▸ **ASSIGNMENT**: With the line that contains "the local line model" as the final line, return every line from the start of the data below exactly.

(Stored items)
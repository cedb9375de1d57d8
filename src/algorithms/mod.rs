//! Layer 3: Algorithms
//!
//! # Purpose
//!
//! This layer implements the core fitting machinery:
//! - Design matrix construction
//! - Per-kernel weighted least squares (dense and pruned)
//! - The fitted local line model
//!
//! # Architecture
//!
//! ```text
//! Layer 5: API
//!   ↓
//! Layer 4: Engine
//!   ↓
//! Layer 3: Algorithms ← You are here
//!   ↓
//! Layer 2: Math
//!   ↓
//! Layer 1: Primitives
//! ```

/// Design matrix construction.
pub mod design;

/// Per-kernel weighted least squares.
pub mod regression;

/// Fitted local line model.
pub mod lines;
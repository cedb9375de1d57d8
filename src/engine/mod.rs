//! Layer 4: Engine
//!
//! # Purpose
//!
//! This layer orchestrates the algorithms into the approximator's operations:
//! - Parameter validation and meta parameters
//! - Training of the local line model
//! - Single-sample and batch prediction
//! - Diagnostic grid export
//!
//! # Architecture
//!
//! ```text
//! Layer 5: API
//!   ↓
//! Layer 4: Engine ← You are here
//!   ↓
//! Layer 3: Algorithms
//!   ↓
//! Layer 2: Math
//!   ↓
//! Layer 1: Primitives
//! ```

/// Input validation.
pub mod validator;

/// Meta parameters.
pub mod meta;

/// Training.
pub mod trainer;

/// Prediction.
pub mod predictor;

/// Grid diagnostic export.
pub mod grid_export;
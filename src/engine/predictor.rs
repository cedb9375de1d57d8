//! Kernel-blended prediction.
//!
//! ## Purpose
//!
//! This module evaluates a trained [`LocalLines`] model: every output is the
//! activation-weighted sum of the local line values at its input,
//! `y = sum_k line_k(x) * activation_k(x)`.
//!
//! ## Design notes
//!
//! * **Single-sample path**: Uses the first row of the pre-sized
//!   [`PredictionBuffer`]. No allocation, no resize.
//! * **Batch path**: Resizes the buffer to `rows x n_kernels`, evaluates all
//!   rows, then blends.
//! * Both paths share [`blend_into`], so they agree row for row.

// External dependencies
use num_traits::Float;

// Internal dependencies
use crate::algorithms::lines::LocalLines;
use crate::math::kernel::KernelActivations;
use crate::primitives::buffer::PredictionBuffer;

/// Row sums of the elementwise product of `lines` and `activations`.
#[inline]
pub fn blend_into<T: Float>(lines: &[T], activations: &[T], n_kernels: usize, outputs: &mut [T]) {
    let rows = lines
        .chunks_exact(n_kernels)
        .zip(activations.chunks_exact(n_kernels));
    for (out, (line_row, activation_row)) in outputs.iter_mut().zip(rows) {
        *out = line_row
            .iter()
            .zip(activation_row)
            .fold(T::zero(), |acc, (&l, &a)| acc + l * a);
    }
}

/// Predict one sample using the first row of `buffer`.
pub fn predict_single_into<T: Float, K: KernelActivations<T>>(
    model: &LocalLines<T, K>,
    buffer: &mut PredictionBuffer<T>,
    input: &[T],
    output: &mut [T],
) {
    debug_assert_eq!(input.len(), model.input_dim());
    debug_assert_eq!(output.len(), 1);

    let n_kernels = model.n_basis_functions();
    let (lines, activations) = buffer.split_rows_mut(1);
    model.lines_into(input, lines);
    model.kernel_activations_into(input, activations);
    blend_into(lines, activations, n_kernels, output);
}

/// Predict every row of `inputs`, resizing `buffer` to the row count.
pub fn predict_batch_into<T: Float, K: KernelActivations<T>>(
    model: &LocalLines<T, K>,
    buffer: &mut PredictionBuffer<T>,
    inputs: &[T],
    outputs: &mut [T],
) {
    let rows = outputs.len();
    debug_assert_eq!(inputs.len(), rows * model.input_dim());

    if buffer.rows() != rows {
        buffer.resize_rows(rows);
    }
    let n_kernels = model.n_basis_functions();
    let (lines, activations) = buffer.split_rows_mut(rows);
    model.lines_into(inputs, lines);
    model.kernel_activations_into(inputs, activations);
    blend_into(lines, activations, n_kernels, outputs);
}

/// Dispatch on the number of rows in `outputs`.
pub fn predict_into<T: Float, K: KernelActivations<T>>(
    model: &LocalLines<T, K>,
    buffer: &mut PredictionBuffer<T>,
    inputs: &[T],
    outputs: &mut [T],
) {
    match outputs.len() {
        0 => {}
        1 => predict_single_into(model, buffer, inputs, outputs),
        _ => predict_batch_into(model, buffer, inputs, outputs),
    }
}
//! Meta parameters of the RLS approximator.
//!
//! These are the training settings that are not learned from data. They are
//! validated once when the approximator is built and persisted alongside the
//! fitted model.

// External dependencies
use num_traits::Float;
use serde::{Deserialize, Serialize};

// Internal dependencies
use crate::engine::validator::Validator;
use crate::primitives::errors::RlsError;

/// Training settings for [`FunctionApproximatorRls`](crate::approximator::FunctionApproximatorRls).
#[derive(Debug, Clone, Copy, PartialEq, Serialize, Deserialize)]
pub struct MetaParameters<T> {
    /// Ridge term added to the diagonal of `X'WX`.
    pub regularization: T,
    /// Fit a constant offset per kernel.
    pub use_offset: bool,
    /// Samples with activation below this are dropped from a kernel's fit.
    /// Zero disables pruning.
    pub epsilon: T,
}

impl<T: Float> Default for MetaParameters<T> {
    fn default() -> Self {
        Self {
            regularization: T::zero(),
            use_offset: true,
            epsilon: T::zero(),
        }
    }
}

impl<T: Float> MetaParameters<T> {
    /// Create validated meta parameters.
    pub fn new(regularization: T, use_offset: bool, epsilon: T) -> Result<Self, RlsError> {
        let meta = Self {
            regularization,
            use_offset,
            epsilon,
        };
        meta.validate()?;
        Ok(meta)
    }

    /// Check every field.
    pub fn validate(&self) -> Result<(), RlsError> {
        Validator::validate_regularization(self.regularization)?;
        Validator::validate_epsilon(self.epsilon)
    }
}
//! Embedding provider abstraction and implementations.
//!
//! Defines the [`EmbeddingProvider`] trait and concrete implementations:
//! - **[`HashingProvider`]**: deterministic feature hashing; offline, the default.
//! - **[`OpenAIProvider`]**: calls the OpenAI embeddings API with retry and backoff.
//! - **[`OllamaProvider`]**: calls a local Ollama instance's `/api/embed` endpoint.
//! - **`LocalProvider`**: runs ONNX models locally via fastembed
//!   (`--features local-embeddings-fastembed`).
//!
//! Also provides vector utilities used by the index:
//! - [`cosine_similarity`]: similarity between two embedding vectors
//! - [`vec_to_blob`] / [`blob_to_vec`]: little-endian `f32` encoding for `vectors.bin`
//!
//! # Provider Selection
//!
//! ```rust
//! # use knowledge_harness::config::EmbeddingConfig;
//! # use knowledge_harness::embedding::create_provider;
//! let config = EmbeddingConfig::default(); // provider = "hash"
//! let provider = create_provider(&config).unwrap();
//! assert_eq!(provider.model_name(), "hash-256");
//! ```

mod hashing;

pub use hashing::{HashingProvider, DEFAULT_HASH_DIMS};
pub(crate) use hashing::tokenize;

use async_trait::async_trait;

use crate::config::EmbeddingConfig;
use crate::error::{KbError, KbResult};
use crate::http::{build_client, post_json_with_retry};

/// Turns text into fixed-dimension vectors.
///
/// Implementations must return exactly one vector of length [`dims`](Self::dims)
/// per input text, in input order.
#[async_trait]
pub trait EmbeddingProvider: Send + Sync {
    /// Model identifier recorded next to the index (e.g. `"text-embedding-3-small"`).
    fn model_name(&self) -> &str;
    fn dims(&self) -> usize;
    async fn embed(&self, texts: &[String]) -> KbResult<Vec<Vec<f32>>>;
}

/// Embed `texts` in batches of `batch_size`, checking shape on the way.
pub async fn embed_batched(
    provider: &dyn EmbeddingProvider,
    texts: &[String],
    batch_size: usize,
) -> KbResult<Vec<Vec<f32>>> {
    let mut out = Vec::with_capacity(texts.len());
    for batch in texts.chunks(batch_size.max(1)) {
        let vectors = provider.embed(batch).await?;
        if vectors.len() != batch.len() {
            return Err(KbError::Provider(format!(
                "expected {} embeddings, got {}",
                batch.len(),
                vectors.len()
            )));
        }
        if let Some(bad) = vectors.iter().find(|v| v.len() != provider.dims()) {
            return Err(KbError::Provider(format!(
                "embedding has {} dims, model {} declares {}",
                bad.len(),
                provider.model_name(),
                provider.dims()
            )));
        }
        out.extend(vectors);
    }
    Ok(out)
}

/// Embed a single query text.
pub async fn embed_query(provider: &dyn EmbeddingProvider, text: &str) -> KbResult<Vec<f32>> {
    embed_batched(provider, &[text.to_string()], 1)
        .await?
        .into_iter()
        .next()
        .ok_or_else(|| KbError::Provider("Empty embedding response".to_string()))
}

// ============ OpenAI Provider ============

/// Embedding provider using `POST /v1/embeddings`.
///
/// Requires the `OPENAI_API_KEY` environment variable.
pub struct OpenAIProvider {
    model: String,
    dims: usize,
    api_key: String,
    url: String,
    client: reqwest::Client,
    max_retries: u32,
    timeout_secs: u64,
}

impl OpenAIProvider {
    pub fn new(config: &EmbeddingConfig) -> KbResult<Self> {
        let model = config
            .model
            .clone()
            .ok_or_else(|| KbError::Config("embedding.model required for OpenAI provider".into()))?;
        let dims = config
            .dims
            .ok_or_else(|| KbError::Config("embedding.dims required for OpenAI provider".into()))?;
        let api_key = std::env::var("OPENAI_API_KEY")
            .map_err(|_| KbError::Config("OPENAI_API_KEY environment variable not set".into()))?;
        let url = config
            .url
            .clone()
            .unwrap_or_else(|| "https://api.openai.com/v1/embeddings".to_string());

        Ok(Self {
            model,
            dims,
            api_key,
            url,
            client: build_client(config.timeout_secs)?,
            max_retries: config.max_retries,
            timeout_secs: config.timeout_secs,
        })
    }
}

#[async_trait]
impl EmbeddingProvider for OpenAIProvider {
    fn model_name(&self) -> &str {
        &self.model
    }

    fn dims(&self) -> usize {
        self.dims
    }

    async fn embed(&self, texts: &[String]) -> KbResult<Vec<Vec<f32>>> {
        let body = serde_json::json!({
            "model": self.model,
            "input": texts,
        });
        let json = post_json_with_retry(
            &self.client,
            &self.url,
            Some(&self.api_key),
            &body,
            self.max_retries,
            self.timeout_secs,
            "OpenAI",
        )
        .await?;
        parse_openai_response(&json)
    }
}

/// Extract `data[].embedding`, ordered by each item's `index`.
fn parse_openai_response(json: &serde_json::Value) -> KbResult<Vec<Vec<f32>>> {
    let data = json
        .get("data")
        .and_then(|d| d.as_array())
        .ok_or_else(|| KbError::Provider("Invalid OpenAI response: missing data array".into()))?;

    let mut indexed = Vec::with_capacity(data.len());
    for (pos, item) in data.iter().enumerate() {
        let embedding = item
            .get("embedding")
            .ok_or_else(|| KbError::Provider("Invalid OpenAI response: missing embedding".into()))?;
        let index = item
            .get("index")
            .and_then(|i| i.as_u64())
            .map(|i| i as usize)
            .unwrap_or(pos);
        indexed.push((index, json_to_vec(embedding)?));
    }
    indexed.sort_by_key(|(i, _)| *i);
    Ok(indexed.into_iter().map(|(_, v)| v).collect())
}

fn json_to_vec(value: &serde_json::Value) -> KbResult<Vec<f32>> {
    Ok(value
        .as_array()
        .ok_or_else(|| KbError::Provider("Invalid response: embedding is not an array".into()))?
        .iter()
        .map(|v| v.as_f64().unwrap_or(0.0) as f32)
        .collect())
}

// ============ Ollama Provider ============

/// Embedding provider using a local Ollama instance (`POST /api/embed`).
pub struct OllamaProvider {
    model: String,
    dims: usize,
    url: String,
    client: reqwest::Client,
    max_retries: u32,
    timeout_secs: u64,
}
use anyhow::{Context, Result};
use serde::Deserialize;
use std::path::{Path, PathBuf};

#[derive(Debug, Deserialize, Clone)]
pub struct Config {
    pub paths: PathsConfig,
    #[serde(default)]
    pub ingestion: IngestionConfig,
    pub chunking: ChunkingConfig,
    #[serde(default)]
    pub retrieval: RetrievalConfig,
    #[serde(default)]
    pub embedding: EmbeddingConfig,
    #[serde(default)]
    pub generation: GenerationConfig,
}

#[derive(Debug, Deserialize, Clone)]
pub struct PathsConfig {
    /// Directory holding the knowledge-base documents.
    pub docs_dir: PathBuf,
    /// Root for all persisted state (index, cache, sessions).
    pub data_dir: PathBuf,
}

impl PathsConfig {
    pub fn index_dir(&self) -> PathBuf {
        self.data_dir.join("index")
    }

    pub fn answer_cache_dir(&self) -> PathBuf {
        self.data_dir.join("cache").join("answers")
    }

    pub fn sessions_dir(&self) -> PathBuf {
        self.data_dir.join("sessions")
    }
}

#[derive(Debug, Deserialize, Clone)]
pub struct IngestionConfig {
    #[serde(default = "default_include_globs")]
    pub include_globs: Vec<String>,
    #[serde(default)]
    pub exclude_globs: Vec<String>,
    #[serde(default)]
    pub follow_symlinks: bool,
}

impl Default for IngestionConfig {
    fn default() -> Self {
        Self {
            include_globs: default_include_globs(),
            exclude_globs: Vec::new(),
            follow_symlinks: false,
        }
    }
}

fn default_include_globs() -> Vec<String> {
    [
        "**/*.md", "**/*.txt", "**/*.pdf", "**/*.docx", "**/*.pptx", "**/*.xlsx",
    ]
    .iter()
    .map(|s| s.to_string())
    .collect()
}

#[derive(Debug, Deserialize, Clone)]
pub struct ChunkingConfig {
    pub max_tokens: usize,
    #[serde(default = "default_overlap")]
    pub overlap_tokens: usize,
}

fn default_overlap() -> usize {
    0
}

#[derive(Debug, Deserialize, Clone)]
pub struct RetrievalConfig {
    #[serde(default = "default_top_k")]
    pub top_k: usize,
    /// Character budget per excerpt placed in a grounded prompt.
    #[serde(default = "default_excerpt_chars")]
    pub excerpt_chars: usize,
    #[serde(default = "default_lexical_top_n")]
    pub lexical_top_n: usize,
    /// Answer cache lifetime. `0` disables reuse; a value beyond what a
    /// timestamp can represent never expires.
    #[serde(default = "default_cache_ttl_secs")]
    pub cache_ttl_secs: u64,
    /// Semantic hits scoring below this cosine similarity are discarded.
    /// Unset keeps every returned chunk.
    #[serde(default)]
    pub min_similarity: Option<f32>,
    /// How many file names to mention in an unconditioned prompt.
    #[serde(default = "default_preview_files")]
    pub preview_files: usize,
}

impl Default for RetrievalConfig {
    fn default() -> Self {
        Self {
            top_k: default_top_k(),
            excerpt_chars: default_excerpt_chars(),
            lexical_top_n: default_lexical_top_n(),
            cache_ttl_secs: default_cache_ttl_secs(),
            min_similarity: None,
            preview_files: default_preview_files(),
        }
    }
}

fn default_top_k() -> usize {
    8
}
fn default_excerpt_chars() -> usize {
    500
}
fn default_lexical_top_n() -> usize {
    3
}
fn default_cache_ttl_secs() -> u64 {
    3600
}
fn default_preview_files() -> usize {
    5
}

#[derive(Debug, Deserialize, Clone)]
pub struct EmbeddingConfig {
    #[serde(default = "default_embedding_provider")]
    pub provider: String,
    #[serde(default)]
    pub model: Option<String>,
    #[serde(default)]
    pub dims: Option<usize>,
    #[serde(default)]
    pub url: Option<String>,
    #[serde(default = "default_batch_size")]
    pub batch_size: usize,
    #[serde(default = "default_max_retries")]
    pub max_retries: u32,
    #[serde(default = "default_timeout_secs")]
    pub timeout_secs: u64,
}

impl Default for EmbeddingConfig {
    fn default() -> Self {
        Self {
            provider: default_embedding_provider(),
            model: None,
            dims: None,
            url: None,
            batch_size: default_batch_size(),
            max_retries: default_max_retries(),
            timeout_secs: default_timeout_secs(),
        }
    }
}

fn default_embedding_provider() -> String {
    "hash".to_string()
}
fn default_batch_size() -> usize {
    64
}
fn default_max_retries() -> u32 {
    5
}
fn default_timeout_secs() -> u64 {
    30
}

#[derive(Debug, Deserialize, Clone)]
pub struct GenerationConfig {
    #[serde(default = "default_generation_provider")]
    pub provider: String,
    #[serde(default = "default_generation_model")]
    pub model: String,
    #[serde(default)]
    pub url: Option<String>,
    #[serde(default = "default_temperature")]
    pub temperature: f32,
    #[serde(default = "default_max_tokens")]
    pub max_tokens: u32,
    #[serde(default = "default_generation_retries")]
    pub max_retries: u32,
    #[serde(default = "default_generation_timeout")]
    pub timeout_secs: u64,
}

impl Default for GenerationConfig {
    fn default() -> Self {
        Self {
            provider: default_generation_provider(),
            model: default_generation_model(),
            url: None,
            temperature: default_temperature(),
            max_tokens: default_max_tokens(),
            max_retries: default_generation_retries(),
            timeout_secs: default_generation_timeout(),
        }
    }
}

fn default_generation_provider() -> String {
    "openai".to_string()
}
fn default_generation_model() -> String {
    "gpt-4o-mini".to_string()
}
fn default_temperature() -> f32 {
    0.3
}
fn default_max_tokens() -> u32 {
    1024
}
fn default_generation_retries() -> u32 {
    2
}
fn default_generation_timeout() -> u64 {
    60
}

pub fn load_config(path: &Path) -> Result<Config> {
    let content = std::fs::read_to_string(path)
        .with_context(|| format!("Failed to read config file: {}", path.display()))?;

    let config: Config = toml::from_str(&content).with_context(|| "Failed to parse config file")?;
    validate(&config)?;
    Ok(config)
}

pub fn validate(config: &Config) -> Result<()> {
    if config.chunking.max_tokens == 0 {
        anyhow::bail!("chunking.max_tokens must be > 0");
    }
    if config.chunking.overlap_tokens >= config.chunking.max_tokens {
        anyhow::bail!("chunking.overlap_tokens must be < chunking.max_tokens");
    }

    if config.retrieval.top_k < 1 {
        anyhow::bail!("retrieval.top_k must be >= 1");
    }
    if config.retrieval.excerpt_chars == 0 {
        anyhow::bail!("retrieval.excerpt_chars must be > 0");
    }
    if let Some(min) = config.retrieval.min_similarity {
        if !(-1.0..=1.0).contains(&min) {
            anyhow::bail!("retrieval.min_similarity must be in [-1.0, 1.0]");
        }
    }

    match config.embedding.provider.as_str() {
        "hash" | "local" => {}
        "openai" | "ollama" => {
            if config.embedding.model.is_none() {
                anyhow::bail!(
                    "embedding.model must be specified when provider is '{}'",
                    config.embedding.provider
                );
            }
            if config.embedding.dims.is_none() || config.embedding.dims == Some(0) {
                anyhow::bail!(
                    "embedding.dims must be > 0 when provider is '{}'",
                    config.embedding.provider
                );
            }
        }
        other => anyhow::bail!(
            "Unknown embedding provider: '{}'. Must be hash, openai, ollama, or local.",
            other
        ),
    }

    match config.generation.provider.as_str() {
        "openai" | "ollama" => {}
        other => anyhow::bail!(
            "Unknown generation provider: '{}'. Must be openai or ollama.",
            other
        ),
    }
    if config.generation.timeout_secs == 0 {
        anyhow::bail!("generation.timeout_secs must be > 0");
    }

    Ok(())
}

▸ **EXERCISE SOLUTION**:
repository cedb9375de1d57d8
filename src/algorithms/mod.rs
//! Layer 3: Algorithms
//!
//! # Purpose
//!
//! This layer implements the core fitting machinery:
//! - Design matrix construction
//! - Per-kernel weighted least squares (dense and pruned)
//! - The fitted local line model
//!
//! # Architecture
//!
//! ```text
//! Layer 5: API
//!   ↓
//! Layer 4: Engine
//!   ↓
//! Layer 3: Algorithms ← You are here
//!   ↓
//! Layer 2: Math
//!   ↓
//! Layer 1: Primitives
//! ```

/// Design matrix construction.
pub mod design;

/// Per-kernel weighted least squares.
pub mod regression;

/// Fitted local line model.
pub mod lines;
repository cedb9375de1d57d8
filename src/engine/mod.rs
//! Layer 4: Engine
//!
//! # Purpose
//!
//! This layer orchestrates the algorithms into the approximator's operations:
//! - Parameter validation and meta parameters
//! - Training of the local line model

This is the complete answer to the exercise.